Each line of the material below needs to be returned exactly as written.
──────────
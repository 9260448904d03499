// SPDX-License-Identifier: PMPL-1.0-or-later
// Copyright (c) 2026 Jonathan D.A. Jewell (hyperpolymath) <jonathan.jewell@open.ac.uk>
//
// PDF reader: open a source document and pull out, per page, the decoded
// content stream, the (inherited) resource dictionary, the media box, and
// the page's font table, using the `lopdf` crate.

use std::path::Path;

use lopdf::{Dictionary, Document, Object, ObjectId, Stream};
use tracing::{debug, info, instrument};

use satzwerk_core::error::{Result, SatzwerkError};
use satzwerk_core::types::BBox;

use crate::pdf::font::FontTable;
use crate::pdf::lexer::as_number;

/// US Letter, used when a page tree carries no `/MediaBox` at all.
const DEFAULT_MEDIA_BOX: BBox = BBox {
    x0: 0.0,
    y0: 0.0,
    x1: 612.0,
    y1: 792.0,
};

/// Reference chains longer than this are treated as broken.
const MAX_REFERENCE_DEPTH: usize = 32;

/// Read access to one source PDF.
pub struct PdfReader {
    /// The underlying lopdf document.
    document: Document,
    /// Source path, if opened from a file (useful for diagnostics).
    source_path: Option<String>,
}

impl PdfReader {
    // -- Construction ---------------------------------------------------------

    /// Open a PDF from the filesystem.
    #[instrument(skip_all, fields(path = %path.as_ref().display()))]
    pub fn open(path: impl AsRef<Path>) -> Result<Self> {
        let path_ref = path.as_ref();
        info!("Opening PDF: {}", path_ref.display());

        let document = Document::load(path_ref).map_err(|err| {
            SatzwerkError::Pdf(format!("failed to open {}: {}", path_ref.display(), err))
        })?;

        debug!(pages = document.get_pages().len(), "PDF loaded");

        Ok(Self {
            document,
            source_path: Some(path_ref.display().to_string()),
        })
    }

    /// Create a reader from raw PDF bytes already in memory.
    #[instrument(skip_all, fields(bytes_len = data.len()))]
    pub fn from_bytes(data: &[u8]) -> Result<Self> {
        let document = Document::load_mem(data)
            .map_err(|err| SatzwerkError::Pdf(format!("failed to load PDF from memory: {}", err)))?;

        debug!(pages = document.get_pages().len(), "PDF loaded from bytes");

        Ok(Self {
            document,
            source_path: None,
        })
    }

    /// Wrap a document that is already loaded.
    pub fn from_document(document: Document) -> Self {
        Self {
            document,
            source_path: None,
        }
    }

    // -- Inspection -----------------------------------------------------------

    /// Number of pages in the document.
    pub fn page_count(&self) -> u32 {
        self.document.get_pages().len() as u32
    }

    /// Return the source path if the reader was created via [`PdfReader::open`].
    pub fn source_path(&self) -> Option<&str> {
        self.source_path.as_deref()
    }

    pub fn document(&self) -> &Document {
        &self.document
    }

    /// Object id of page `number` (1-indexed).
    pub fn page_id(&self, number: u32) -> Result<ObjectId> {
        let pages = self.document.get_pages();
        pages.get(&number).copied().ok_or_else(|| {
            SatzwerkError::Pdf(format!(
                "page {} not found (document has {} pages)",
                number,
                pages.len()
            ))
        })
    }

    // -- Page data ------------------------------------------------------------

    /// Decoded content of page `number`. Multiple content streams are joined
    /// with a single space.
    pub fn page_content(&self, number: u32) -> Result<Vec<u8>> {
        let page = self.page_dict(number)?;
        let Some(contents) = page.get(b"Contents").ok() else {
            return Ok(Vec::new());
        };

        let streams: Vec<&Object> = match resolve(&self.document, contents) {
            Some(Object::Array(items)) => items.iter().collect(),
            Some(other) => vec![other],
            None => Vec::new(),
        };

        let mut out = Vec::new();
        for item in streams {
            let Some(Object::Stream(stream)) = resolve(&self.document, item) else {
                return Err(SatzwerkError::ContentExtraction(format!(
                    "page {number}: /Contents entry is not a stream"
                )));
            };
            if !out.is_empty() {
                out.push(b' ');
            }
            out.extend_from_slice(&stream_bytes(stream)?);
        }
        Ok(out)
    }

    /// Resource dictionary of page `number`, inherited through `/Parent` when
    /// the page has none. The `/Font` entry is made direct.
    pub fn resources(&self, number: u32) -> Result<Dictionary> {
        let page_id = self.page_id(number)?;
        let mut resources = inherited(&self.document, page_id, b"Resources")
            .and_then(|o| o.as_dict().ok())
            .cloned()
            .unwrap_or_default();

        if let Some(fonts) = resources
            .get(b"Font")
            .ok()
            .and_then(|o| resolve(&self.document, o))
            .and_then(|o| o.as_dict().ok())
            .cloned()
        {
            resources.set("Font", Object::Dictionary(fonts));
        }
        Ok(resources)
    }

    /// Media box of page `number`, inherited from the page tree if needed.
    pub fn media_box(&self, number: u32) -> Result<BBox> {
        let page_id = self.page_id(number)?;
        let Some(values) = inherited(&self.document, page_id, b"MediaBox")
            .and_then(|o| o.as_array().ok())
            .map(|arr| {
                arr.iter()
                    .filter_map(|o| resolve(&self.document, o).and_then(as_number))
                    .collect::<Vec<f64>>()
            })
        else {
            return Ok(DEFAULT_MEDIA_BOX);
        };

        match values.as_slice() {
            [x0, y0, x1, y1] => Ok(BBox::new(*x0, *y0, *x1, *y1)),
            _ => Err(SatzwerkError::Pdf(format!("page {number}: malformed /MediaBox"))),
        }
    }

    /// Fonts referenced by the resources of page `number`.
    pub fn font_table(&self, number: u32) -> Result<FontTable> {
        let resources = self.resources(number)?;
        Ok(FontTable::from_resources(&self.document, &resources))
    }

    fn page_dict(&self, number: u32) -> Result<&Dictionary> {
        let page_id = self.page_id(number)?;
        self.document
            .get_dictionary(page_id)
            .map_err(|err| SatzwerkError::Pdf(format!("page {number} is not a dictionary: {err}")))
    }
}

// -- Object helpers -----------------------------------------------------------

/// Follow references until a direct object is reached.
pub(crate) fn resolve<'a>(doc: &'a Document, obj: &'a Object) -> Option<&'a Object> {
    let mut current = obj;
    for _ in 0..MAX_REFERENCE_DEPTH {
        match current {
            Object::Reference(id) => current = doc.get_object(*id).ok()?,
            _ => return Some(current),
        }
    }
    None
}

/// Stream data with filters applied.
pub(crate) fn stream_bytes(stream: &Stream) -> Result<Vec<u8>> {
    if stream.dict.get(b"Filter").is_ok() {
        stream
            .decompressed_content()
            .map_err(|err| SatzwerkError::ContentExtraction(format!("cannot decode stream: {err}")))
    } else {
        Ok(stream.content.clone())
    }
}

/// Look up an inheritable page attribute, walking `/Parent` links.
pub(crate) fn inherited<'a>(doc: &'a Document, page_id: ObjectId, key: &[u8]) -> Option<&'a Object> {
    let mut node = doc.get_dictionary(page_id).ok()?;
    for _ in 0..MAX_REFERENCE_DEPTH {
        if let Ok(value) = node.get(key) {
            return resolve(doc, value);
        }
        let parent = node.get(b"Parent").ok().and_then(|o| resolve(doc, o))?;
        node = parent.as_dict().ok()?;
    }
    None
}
──────────
[Task response]
repository 9260448904d03499
// SPDX-License-Identifier: PMPL-1.0-or-later
// Copyright (c) 2026 Jonathan D.A. Jewell (hyperpolymath) <jonathan.jewell@open.ac.uk>
//
// PDF reader: open a source document and pull out, per page, the decoded
// content stream, the (inherited) resource dictionary, the media box, and
// the page's font table, using the `lopdf` crate.

use std::path::Path;

use lopdf::{Dictionary, Document, Object, ObjectId, Stream};
use tracing::{debug, info, instrument};

use satzwerk_core::error::{Result, SatzwerkError};
use satzwerk_core::types::BBox;

use crate::pdf::font::FontTable;
use crate::pdf::lexer::as_number;

/// US Letter, used when a page tree carries no `/MediaBox` at all.
const DEFAULT_MEDIA_BOX: BBox = BBox {
    x0: 0.0,
    y0: 0.0,
    x1: 612.0,
    y1: 792.0,
};

/// Reference chains longer than this are treated as broken.
const MAX_REFERENCE_DEPTH: usize = 32;

/// Read access to one source PDF.
pub struct PdfReader {
    /// The underlying lopdf document.
    document: Document,
    /// Source path, if opened from a file (useful for diagnostics).
    source_path: Option<String>,
}

impl PdfReader {
    // -- Construction ---------------------------------------------------------

    /// Open a PDF from the filesystem.
    #[instrument(skip_all, fields(path = %path.as_ref().display()))]
    pub fn open(path: impl AsRef<Path>) -> Result<Self> {
        let path_ref = path.as_ref();
        info!("Opening PDF: {}", path_ref.display());

        let document = Document::load(path_ref).map_err(|err| {
            SatzwerkError::Pdf(format!("failed to open {}: {}", path_ref.display(), err))
        })?;

        debug!(pages = document.get_pages().len(), "PDF loaded");

        Ok(Self {
            document,
            source_path: Some(path_ref.display().to_string()),
        })
    }

    /// Create a reader from raw PDF bytes already in memory.
    #[instrument(skip_all, fields(bytes_len = data.len()))]
    pub fn from_bytes(data: &[u8]) -> Result<Self> {
        let document = Document::load_mem(data)
            .map_err(|err| SatzwerkError::Pdf(format!("failed to load PDF from memory: {}", err)))?;

        debug!(pages = document.get_pages().len(), "PDF loaded from bytes");

        Ok(Self {
            document,
            source_path: None,
        })
    }

    /// Wrap a document that is already loaded.
    pub fn from_document(document: Document) -> Self {
        Self {
            document,
            source_path: None,
        }
    }

    // -- Inspection -----------------------------------------------------------

    /// Number of pages in the document.
    pub fn page_count(&self) -> u32 {
        self.document.get_pages().len() as u32
    }

    /// Return the source path if the reader was created via [`PdfReader::open`].
    pub fn source_path(&self) -> Option<&str> {
        self.source_path.as_deref()
    }

    pub fn document(&self) -> &Document {
        &self.document
    }

    /// Object id of page `number` (1-indexed).
    pub fn page_id(&self, number: u32) -> Result<ObjectId> {
        let pages = self.document.get_pages();
        pages.get(&number).copied().ok_or_else(|| {
            SatzwerkError::Pdf(format!(
                "page {} not found (document has {} pages)",
                number,
                pages.len()
            ))
        })
    }

    // -- Page data ------------------------------------------------------------

    /// Decoded content of page `number`. Multiple content streams are joined
    /// with a single space.
    pub fn page_content(&self, number: u32) -> Result<Vec<u8>> {
        let page = self.page_dict(number)?;
        let Some(contents) = page.get(b"Contents").ok() else {
            return Ok(Vec::new());
        };

        let streams: Vec<&Object> = match resolve(&self.document, contents) {
            Some(Object::Array(items)) => items.iter().collect(),
            Some(other) => vec![other],
            None => Vec::new(),
        };

        let mut out = Vec::new();
        for item in streams {
            let Some(Object::Stream(stream)) = resolve(&self.document, item) else {
                return Err(SatzwerkError::ContentExtraction(format!(
                    "page {number}: /Contents entry is not a stream"
                )));
            };
            if !out.is_empty() {
                out.push(b' ');
            }
            out.extend_from_slice(&stream_bytes(stream)?);
        }
        Ok(out)
    }

    /// Resource dictionary of page `number`, inherited through `/Parent` when
    /// the page has none. The `/Font` entry is made direct.
    pub fn resources(&self, number: u32) -> Result<Dictionary> {
        let page_id = self.page_id(number)?;
        let mut resources = inherited(&self.document, page_id, b"Resources")
            .and_then(|o| o.as_dict().ok())
            .cloned()
            .unwrap_or_default();

        if let Some(fonts) = resources
            .get(b"Font")
            .ok()
            .and_then(|o| resolve(&self.document, o))
            .and_then(|o| o.as_dict().ok())
            .cloned()
        {
            resources.set("Font", Object::Dictionary(fonts));
        }
        Ok(resources)
    }

    /// Media box of page `number`, inherited from the page tree if needed.
    pub fn media_box(&self, number: u32) -> Result<BBox> {
        let page_id = self.page_id(number)?;
        let Some(values) = inherited(&self.document, page_id, b"MediaBox")
            .and_then(|o| o.as_array().ok())
            .map(|arr| {
                arr.iter()
                    .filter_map(|o| resolve(&self.document, o).and_then(as_number))
                    .collect::<Vec<f64>>()
            })
        else {
            return Ok(DEFAULT_MEDIA_BOX);
        };

        match values.as_slice() {
            [x0, y0, x1, y1] => Ok(BBox::new(*x0, *y0, *x1, *y1)),
            _ => Err(SatzwerkError::Pdf(format!("page {number}: malformed /MediaBox"))),
        }
    }

    /// Fonts referenced by the resources of page `number`.
    pub fn font_table(&self, number: u32) -> Result<FontTable> {
        let resources = self.resources(number)?;
        Ok(FontTable::from_resources(&self.document, &resources))
    }

    fn page_dict(&self, number: u32) -> Result<&Dictionary> {
        let page_id = self.page_id(number)?;
        self.document
            .get_dictionary(page_id)
            .map_err(|err| SatzwerkError::Pdf(format!("page {number} is not a dictionary: {err}")))
    }
}

// -- Object helpers -----------------------------------------------------------

/// Follow references until a direct object is reached.
pub(crate) fn resolve<'a>(doc: &'a Document, obj: &'a Object) -> Option<&'a Object> {
    let mut current = obj;
    for _ in 0..MAX_REFERENCE_DEPTH {
        match current {
            Object::Reference(id) => current = doc.get_object(*id).ok()?,
            _ => return Some(current),
        }
    }
    None
}

/// Stream data with filters applied.
pub(crate) fn stream_bytes(stream: &Stream) -> Result<Vec<u8>> {
    if stream.dict.get(b"Filter").is_ok() {
        stream
            .decompressed_content()
            .map_err(|err| SatzwerkError::ContentExtraction(format!("cannot decode stream: {err}")))
    } else {
        Ok(stream.content.clone())
    }
}

/// Look up an inheritable page attribute, walking `/Parent` links.
pub(crate) fn inherited<'a>(doc: &'a Document, page_id: ObjectId, key: &[u8]) -> Option<&'a Object> {
    let mut node = doc.get_dictionary(page_id).ok()?;
    for _ in 0..MAX_REFERENCE_DEPTH {
        if let Ok(value) = node.get(key) {
            return resolve(doc, value);
        }
        let parent = node.get(b"Parent").ok().and_then(|o| resolve(doc, o))?;
        node = parent.as_dict().ok()?;
    }
    None
}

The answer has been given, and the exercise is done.